(The records begins)
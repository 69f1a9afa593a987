//! Slice registry for modular features.
//! This provides a minimal type-erased container for the pre-initialized feature state.

use std::any::{Any, TypeId};
use std::fmt::Debug;

/// Marker trait for feature state that can be shared across threads.
pub trait FeatureSlice: Any + Debug + Send + Sync {
    /// Helper to allow downcasting from the trait object.
    fn as_any(&self) -> &dyn Any;
}

/// A container for an initialized feature.
#[derive(Debug)]
pub struct InitializedSlice {
    pub id: TypeId,
    pub name: &'static str,
    pub state: Box<dyn FeatureSlice>,
}

impl InitializedSlice {
    /// Create a new initialized slice from a concrete state.
    pub fn new<T: FeatureSlice>(state: T) -> Self {
        Self { id: TypeId::of::<T>(), name: std::any::type_name::<T>(), state: Box::new(state) }
    }

    /// Downcasts the stored state back to its concrete type.
    #[must_use]
    pub fn downcast<T: FeatureSlice>(&self) -> Option<&T> {
        self.state.as_any().downcast_ref::<T>()
    }
}
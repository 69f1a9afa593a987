use config::{Config, Environment, File};
use serde::de::DeserializeOwned;
use std::borrow::Cow;
use std::path::{Path, PathBuf};
use tracing::info;

/// Prefix of environment variables that override file settings.
pub const ENV_PREFIX: &str = "PSF";

#[psf_derive::psf_error]
pub enum ConfigError {
    #[error("Config error{}: {source}", format_context(.context))]
    Config { source: config::ConfigError, context: Option<Cow<'static, str>> },
}

/// Loads configuration from a file and overlays environment variables.
///
/// 1. **Base file**: `path` (any format the `config` crate recognises by extension, or
///    extension-less lookup). Defaults to `config/server` when `None` is passed; the
///    default file is optional, an explicit path is required.
/// 2. **Environment**: variables prefixed with `PSF__`, nested with double underscores
///    (`PSF__SERVER__PORT=9000` maps to `server.port`).
///
/// # Errors
/// Returns an error when an explicit file is missing or when the merged sources
/// do not deserialize into `T`.
///
/// # Example
/// ```rust
/// use psf_kernel::config::load_config;
///
/// #[derive(Default, serde::Deserialize)]
/// struct AppConfig {
///     port: u16,
/// }
///
/// let cfg: AppConfig = load_config(Some("config/local")).unwrap_or_default();
/// ```
pub fn load_config<T>(path: Option<impl AsRef<Path>>) -> Result<T, ConfigError>
where
    T: DeserializeOwned,
{
    let required = path.is_some();
    let effective_path =
        path.map_or_else(|| PathBuf::from("config/server"), |p| p.as_ref().to_path_buf());

    let builder = Config::builder()
        .add_source(File::from(effective_path.as_path()).required(required))
        .add_source(
            Environment::with_prefix(ENV_PREFIX)
                .prefix_separator("__")
                .separator("__")
                .convert_case(config::Case::Snake),
        );

    info!(path = %effective_path.display(), required, "Loading config");

    let config = builder
        .build()
        .context("Failed to build config")?
        .try_deserialize::<T>()
        .context("Failed to deserialize config")?;

    Ok(config)
}
//! Validated, indexed sponsorship catalog.

use crate::error::{SponsorshipError, SponsorshipErrorExt};
use fxhash::{FxHashMap, FxHashSet};
use psf_domain::catalog::{
    BenefitFlags, BenefitId, BenefitRecord, CatalogDocument, PackageId, PackageRecord,
};
use std::collections::BTreeSet;
use std::path::Path;

/// One sponsorship perk, with conflicts made symmetric.
#[derive(Debug, Clone, PartialEq, Eq)]
pub struct Benefit {
    pub id: BenefitId,
    pub name: String,
    pub cost: Option<u64>,
    pub conflicts: BTreeSet<BenefitId>,
    pub flags: BenefitFlags,
}

impl Benefit {
    #[must_use]
    pub fn is_package_only(&self) -> bool {
        self.flags.contains(BenefitFlags::PACKAGE_ONLY)
    }

    #[must_use]
    pub fn is_standalone(&self) -> bool {
        self.flags.contains(BenefitFlags::STANDALONE)
    }

    #[must_use]
    pub fn is_unavailable(&self) -> bool {
        self.flags.contains(BenefitFlags::UNAVAILABLE)
    }

    #[must_use]
    pub fn conflicts_with(&self, other: &BenefitId) -> bool {
        self.conflicts.contains(other)
    }
}

/// A fixed-price bundle.
#[derive(Debug, Clone, PartialEq, Eq)]
pub struct Package {
    pub id: PackageId,
    pub name: String,
    pub cost: u64,
    /// Bundled benefits in declared order.
    pub benefits: Vec<BenefitId>,
    pub allow_a_la_carte: bool,
}

impl Package {
    #[must_use]
    pub fn includes(&self, benefit: &BenefitId) -> bool {
        self.benefits.contains(benefit)
    }
}

/// Immutable catalog: benefits and packages in authored order, indexed by id.
#[derive(Debug, Clone, Default)]
pub struct Catalog {
    benefits: Vec<Benefit>,
    packages: Vec<Package>,
    benefit_index: FxHashMap<BenefitId, usize>,
    package_index: FxHashMap<PackageId, usize>,
}

impl Catalog {
    /// Validates a document and builds the indexes.
    ///
    /// # Errors
    /// [`SponsorshipError::InvalidCatalog`] on blank or duplicate ids, self-conflicts,
    /// and conflicts or package members that reference unknown benefits.
    pub fn from_document(doc: CatalogDocument) -> Result<Self, SponsorshipError> {
        let mut benefit_index = FxHashMap::default();
        for (position, record) in doc.benefits.iter().enumerate() {
            if record.id.is_blank() {
                return Err(SponsorshipError::invalid_catalog(format!(
                    "benefit #{position} has a blank id"
                )));
            }
            if benefit_index.insert(record.id.clone(), position).is_some() {
                return Err(SponsorshipError::invalid_catalog(format!(
                    "duplicate benefit id '{}'",
                    record.id
                )));
            }
        }

        let mut benefits: Vec<Benefit> = doc.benefits.into_iter().map(Benefit::from).collect();

        // Conflicts bind both ways no matter which side declared them.
        let mut mirrored = Vec::new();
        for benefit in &benefits {
            for other in &benefit.conflicts {
                if other == &benefit.id {
                    return Err(SponsorshipError::invalid_catalog(format!(
                        "benefit '{}' conflicts with itself",
                        benefit.id
                    )));
                }
                let Some(&target) = benefit_index.get(other) else {
                    return Err(SponsorshipError::invalid_catalog(format!(
                        "benefit '{}' conflicts with unknown benefit '{other}'",
                        benefit.id
                    )));
                };
                mirrored.push((target, benefit.id.clone()));
            }
        }
        for (target, id) in mirrored {
            benefits[target].conflicts.insert(id);
        }

        let mut package_index = FxHashMap::default();
        let mut packages = Vec::with_capacity(doc.packages.len());
        for (position, record) in doc.packages.into_iter().enumerate() {
            validate_package(&record, position, &benefit_index)?;
            if package_index.insert(record.id.clone(), position).is_some() {
                return Err(SponsorshipError::invalid_catalog(format!(
                    "duplicate package id '{}'",
                    record.id
                )));
            }
            packages.push(Package::from(record));
        }

        tracing::debug!(
            benefits = benefits.len(),
            packages = packages.len(),
            "Sponsorship catalog validated"
        );

        Ok(Self { benefits, packages, benefit_index, package_index })
    }

    /// Parses and validates a JSON catalog document.
    pub fn from_json(json: &str) -> Result<Self, SponsorshipError> {
        let doc: CatalogDocument = serde_json::from_str(json).context("catalog document")?;
        Self::from_document(doc)
    }

    /// Reads, parses and validates a JSON catalog file.
    pub fn load(path: impl AsRef<Path>) -> Result<Self, SponsorshipError> {
        let path = path.as_ref();
        let json = std::fs::read_to_string(path).context(path.display().to_string())?;
        Self::from_json(&json).context(path.display().to_string())
    }

    #[must_use]
    pub fn benefit(&self, id: &BenefitId) -> Option<&Benefit> {
        self.benefit_index.get(id).map(|&i| &self.benefits[i])
    }

    #[must_use]
    pub fn package(&self, id: &PackageId) -> Option<&Package> {
        self.package_index.get(id).map(|&i| &self.packages[i])
    }

    /// Benefits in authored order.
    #[must_use]
    pub fn benefits(&self) -> &[Benefit] {
        &self.benefits
    }

    /// Packages in authored order.
    #[must_use]
    pub fn packages(&self) -> &[Package] {
        &self.packages
    }

    #[must_use]
    pub fn conflicting(&self, a: &BenefitId, b: &BenefitId) -> bool {
        self.benefit(a).is_some_and(|benefit| benefit.conflicts_with(b))
    }

    /// Position of a benefit in authored order; used to keep outputs stable.
    pub(crate) fn benefit_position(&self, id: &BenefitId) -> Option<usize> {
        self.benefit_index.get(id).copied()
    }

    /// Serializable form, with the symmetric conflicts written out.
    #[must_use]
    pub fn to_document(&self) -> CatalogDocument {
        CatalogDocument {
            benefits: self.benefits.iter().map(BenefitRecord::from).collect(),
            packages: self.packages.iter().map(PackageRecord::from).collect(),
        }
    }
}

fn validate_package(
    record: &PackageRecord,
    position: usize,
    benefit_index: &FxHashMap<BenefitId, usize>,
) -> Result<(), SponsorshipError> {
    if record.id.is_blank() {
        return Err(SponsorshipError::invalid_catalog(format!("package #{position} has a blank id")));
    }
    let mut seen = FxHashSet::default();
    for member in &record.benefits {
        if !benefit_index.contains_key(member) {
            return Err(SponsorshipError::invalid_catalog(format!(
                "package '{}' bundles unknown benefit '{member}'",
                record.id
            )));
        }
        if !seen.insert(member) {
            return Err(SponsorshipError::invalid_catalog(format!(
                "package '{}' bundles benefit '{member}' twice",
                record.id
            )));
        }
    }
    Ok(())
}

impl From<BenefitRecord> for Benefit {
    fn from(record: BenefitRecord) -> Self {
        Self {
            id: record.id,
            name: record.name,
            cost: record.cost,
            conflicts: record.conflicts.into_iter().collect(),
            flags: record.flags,
        }
    }
}

impl From<&Benefit> for BenefitRecord {
    fn from(benefit: &Benefit) -> Self {
        Self {
            id: benefit.id.clone(),
            name: benefit.name.clone(),
            cost: benefit.cost,
            conflicts: benefit.conflicts.iter().cloned().collect(),
            flags: benefit.flags,
        }
    }
}

impl From<PackageRecord> for Package {
    fn from(record: PackageRecord) -> Self {
        Self {
            id: record.id,
            name: record.name,
            cost: record.cost,
            benefits: record.benefits,
            allow_a_la_carte: record.allow_a_la_carte,
        }
    }
}

impl From<&Package> for PackageRecord {
    fn from(package: &Package) -> Self {
        Self {
            id: package.id.clone(),
            name: package.name.clone(),
            cost: package.cost,
            benefits: package.benefits.clone(),
            allow_a_la_carte: package.allow_a_la_carte,
        }
    }
}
(The records ends)
Exercise details: Working through the entries above, copy every line in which "PathBuf" is found.

Finished task:
use std::path::{Path, PathBuf};
        path.map_or_else(|| PathBuf::from("config/server"), |p| p.as_ref().to_path_buf());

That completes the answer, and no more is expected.